No podía creer lo que estaba sucediendo ¿cómo era posible que esas joyas estuvieran ahí, enterradas en la nieve.
— Seguro que lo cogerías sin darte cuenta junto con la nieve. — Le comento su mujer.
— No puede ser de otra manera. Estaría entre la nieve y con la pala lo echaría al serón.
— ¿Y ahora que vamos hacer? Federico.
— Pues venderlas, en la Alcaicería conozco a un buen amigo que me ayudará a conseguir dinero.
Ese mismo día se presentó en Granada junto con su mujer en el número tres de la Alcaicería donde Antonio el joyero vio las alhajas encontradas y después de valorarlas le dio a Federico una importante fortuna, pues las joyas eran de la época de los moros que seguramente las escondieron en aquel lugar, alguna persona importante de la nobleza nazarí después de la reconquista de Granada.

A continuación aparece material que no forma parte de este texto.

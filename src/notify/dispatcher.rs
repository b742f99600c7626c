//! Outbound notification dispatch
//!
//! An unbounded queue consumed by a background worker. Queueing never
//! blocks the mutation path; each send runs under a timeout; failures are
//! logged and swallowed, never retried, never surfaced to the caller.

use std::sync::Arc;
use std::time::Duration;

use tokio::sync::mpsc;
use tokio::task::JoinHandle;

use super::{Mailer, NotificationIntent};

/// Handle for queueing notification intents.
#[derive(Debug, Clone)]
pub struct Dispatcher {
    tx: mpsc::UnboundedSender<NotificationIntent>,
}

impl Dispatcher {
    /// Start the background worker. The worker drains the queue until
    /// every `Dispatcher` clone has been dropped, then exits.
    pub fn spawn(
        mailer: Arc<dyn Mailer>,
        send_timeout: Duration,
    ) -> (Self, JoinHandle<()>) {
        let (tx, rx) = mpsc::unbounded_channel();
        let handle = tokio::spawn(run_worker(rx, mailer, send_timeout));
        (Self { tx }, handle)
    }

    /// Queue a batch of intents. Once queued, individual sends are not
    /// abortable and complete in no particular order relative to the
    /// caller.
    pub fn dispatch(&self, intents: Vec<NotificationIntent>) {
        for intent in intents {
            if self.tx.send(intent).is_err() {
                tracing::error!("Notification worker has stopped; intent dropped");
            }
        }
    }
}

async fn run_worker(
    mut rx: mpsc::UnboundedReceiver<NotificationIntent>,
    mailer: Arc<dyn Mailer>,
    send_timeout: Duration,
) {
    tracing::debug!("Notification worker started");

    while let Some(intent) = rx.recv().await {
        match tokio::time::timeout(send_timeout, mailer.send(&intent)).await {
            Ok(Ok(())) => {
                tracing::debug!(to = %intent.to, template = %intent.template, "Notification delivered");
            }
            Ok(Err(e)) => {
                tracing::error!(
                    to = %intent.to,
                    template = %intent.template,
                    error = %e,
                    "Notification delivery failed"
                );
            }
            Err(_) => {
                tracing::error!(
                    to = %intent.to,
                    template = %intent.template,
                    timeout_secs = send_timeout.as_secs(),
                    "Notification delivery timed out"
                );
            }
        }
    }

    tracing::debug!("Notification worker stopped");
}
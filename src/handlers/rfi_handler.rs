//! RFI create and edit handlers
//!
//! Edit is the heart of the system: it appends a complete new version,
//! reconciles addenda positionally, classifies the discovery day change,
//! and fans out notifications to affected registrations after the mutation
//! has durably succeeded.

use std::sync::Arc;

use chrono::Utc;
use uuid::Uuid;

use crate::aggregate::RfiAggregate;
use crate::directory::UserDirectory;
use crate::domain::{classify, reconcile, DiscoveryDayChange, DomainError, OperationContext};
use crate::error::AppError;
use crate::notify::{session_change_intents, Dispatcher, NotificationIntent};
use crate::store::DocumentStore;

use super::commands::{CreateRfiCommand, CreateRfiResult, EditRfiCommand, EditRfiResult};
use super::validate::build_version;

/// Handler for creating a new RFI draft
pub struct CreateRfiHandler {
    store: Arc<dyn DocumentStore>,
    directory: Arc<dyn UserDirectory>,
}

impl CreateRfiHandler {
    pub fn new(store: Arc<dyn DocumentStore>, directory: Arc<dyn UserDirectory>) -> Self {
        Self { store, directory }
    }

    pub async fn execute(
        &self,
        command: CreateRfiCommand,
        context: &OperationContext,
    ) -> Result<CreateRfiResult, AppError> {
        let created_by = context
            .acting_user
            .ok_or_else(|| AppError::MissingHeader("X-Request-User-Id".to_string()))?;
        let now = Utc::now();

        let addenda = reconcile(&[], &command.addenda, now);
        let version = build_version(
            &command.fields,
            created_by,
            now,
            true,
            addenda,
            self.directory.as_ref(),
        )
        .await?;

        let rfi = RfiAggregate::new(Uuid::new_v4(), version, now);
        self.store.insert(&rfi).await?;

        tracing::info!(rfi_id = %rfi.id(), created_by = %created_by, "RFI created");

        Ok(CreateRfiResult {
            rfi_id: rfi.id(),
            status: rfi.status(now),
        })
    }
}

/// Handler for appending a new version to an RFI
pub struct EditRfiHandler {
    store: Arc<dyn DocumentStore>,
    directory: Arc<dyn UserDirectory>,
    dispatcher: Dispatcher,
}

impl EditRfiHandler {
    pub fn new(
        store: Arc<dyn DocumentStore>,
        directory: Arc<dyn UserDirectory>,
        dispatcher: Dispatcher,
    ) -> Self {
        Self {
            store,
            directory,
            dispatcher,
        }
    }

    pub async fn execute(
        &self,
        command: EditRfiCommand,
        context: &OperationContext,
    ) -> Result<EditRfiResult, AppError> {
        let created_by = context
            .acting_user
            .ok_or_else(|| AppError::MissingHeader("X-Request-User-Id".to_string()))?;
        let now = Utc::now();

        let mut rfi = self
            .store
            .find_by_id(command.rfi_id)
            .await?
            .ok_or(DomainError::RfiNotFound(command.rfi_id))?;

        let (current_addenda, old_discovery_day) = {
            let current = rfi.current_version();
            (current.addenda.clone(), current.discovery_day.clone())
        };

        let addenda = reconcile(&current_addenda, &command.addenda, now);
        let version = build_version(
            &command.fields,
            created_by,
            now,
            false,
            addenda,
            self.directory.as_ref(),
        )
        .await?;

        let change = classify(old_discovery_day.as_ref(), version.discovery_day.as_ref());
        rfi.append_version(version);

        // A removed session also removes every registration; the taken
        // list still drives the cancellation notices below.
        let affected = if change == DiscoveryDayChange::Removed {
            rfi.take_registrations()
        } else {
            rfi.registrations().to_vec()
        };

        self.store.update(&rfi).await?;

        tracing::info!(
            rfi_id = %rfi.id(),
            version_count = rfi.versions().len(),
            change = %change,
            "RFI version appended"
        );

        // The mutation is durable at this point. Everything below is
        // fire-and-forget fan-out; lookup failures are logged, never
        // surfaced.
        if change != DiscoveryDayChange::Unchanged {
            let current = rfi.current_version();
            let mut intents: Vec<NotificationIntent> = Vec::new();
            for registration in &affected {
                match self.directory.find_user_by_id(registration.vendor).await {
                    Ok(Some(vendor)) => {
                        intents.extend(session_change_intents(
                            current,
                            change,
                            registration,
                            &vendor,
                        ));
                    }
                    Ok(None) => {
                        tracing::warn!(
                            vendor = %registration.vendor,
                            "Vendor profile missing; skipping session change notice"
                        );
                    }
                    Err(e) => {
                        tracing::error!(
                            vendor = %registration.vendor,
                            error = %e,
                            "Vendor lookup failed during session change fan-out"
                        );
                    }
                }
            }
            self.dispatcher.dispatch(intents);
        }

        Ok(EditRfiResult {
            rfi_id: rfi.id(),
            version_count: rfi.versions().len(),
            discovery_day_change: change,
        })
    }
}
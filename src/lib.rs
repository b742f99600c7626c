//! rfi_concierge Library
//!
//! Re-exports modules for integration testing and external use.

pub mod aggregate;
pub mod api;
pub mod directory;
pub mod domain;
pub mod handlers;
pub mod notify;
pub mod store;

// Used by main.rs and operational tooling.
pub mod config;
pub mod db;
mod error;

pub use config::Config;
pub use error::{AppError, AppResult};
pub use domain::{DomainError, OperationContext, RfiStatus, ValidationErrors};
//! Command Handlers module
//!
//! Command handlers that orchestrate business operations. Each handler
//! coordinates the aggregate, document store, user directory, and
//! notification dispatcher.

mod commands;
mod publish_handler;
mod registration_handler;
mod rfi_handler;
mod validate;

pub use commands::*;
pub use publish_handler::PublishRfiHandler;
pub use registration_handler::RegistrationHandler;
pub use rfi_handler::{CreateRfiHandler, EditRfiHandler};
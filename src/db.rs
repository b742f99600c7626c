//! Database module
//!
//! Connection verification and schema bootstrap for the document store and
//! user directory tables.

use sqlx::PgPool;

/// Simple connectivity check
pub async fn verify_connection(pool: &PgPool) -> Result<(), sqlx::Error> {
    sqlx::query("SELECT 1").execute(pool).await?;
    Ok(())
}

/// Create the required tables if they do not exist
pub async fn ensure_schema(pool: &PgPool) -> Result<(), sqlx::Error> {
    sqlx::query(
        r#"
        CREATE TABLE IF NOT EXISTS rfis (
            id UUID PRIMARY KEY,
            seq BIGINT NOT NULL,
            doc JSONB NOT NULL,
            created_at TIMESTAMPTZ NOT NULL
        )
        "#,
    )
    .execute(pool)
    .await?;

    sqlx::query(
        r#"
        CREATE TABLE IF NOT EXISTS users (
            id UUID PRIMARY KEY,
            name TEXT NOT NULL,
            email TEXT NOT NULL,
            kind TEXT NOT NULL,
            interest_categories TEXT[] NOT NULL DEFAULT '{}'
        )
        "#,
    )
    .execute(pool)
    .await?;

    Ok(())
}

/// Check if required tables exist
pub async fn check_schema(pool: &PgPool) -> Result<bool, sqlx::Error> {
    for table in ["rfis", "users"] {
        let exists: bool = sqlx::query_scalar(
            r#"
            SELECT EXISTS (
                SELECT 1 FROM information_schema.tables
                WHERE table_schema = 'public' AND table_name = $1
            )
            "#,
        )
        .bind(table)
        .fetch_one(pool)
        .await?;

        if !exists {
            tracing::error!("Required table '{}' does not exist", table);
            return Ok(false);
        }
    }

    Ok(true)
}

Lo cierto es que desde ese día todo cambió para Federico y su familia, compró las tierras que deseaba y se dedicó al cultivo de vid y olivos haciendo de sus productos los de mayor calidad del terreno y el mosto de Huetor el mejor.
Un día le pregunto al más viejo nevero de Huetor si conocía a un tal Ramón “El Huesos”, también nevero a lo que el viejo después de hacer memoria le contestó que un día su padre cuando él era pequeño, le contó que hubo un accidente en la sierra y que un tal Ramón el Huesos cayó junto a su burro por uno de aquellos espantosos precipicios, matándose en el acto siendo cubierto por la nieve en su caída y nunca recuperaron el cuerpo ni se supo nada más.
Federico le dio las gracias al viejo se fue paseando por el camino de los Neveros y dibujando una sonrisa en sus labios salió una leve frase “Gracias huesos, gracias… compañero nevero”.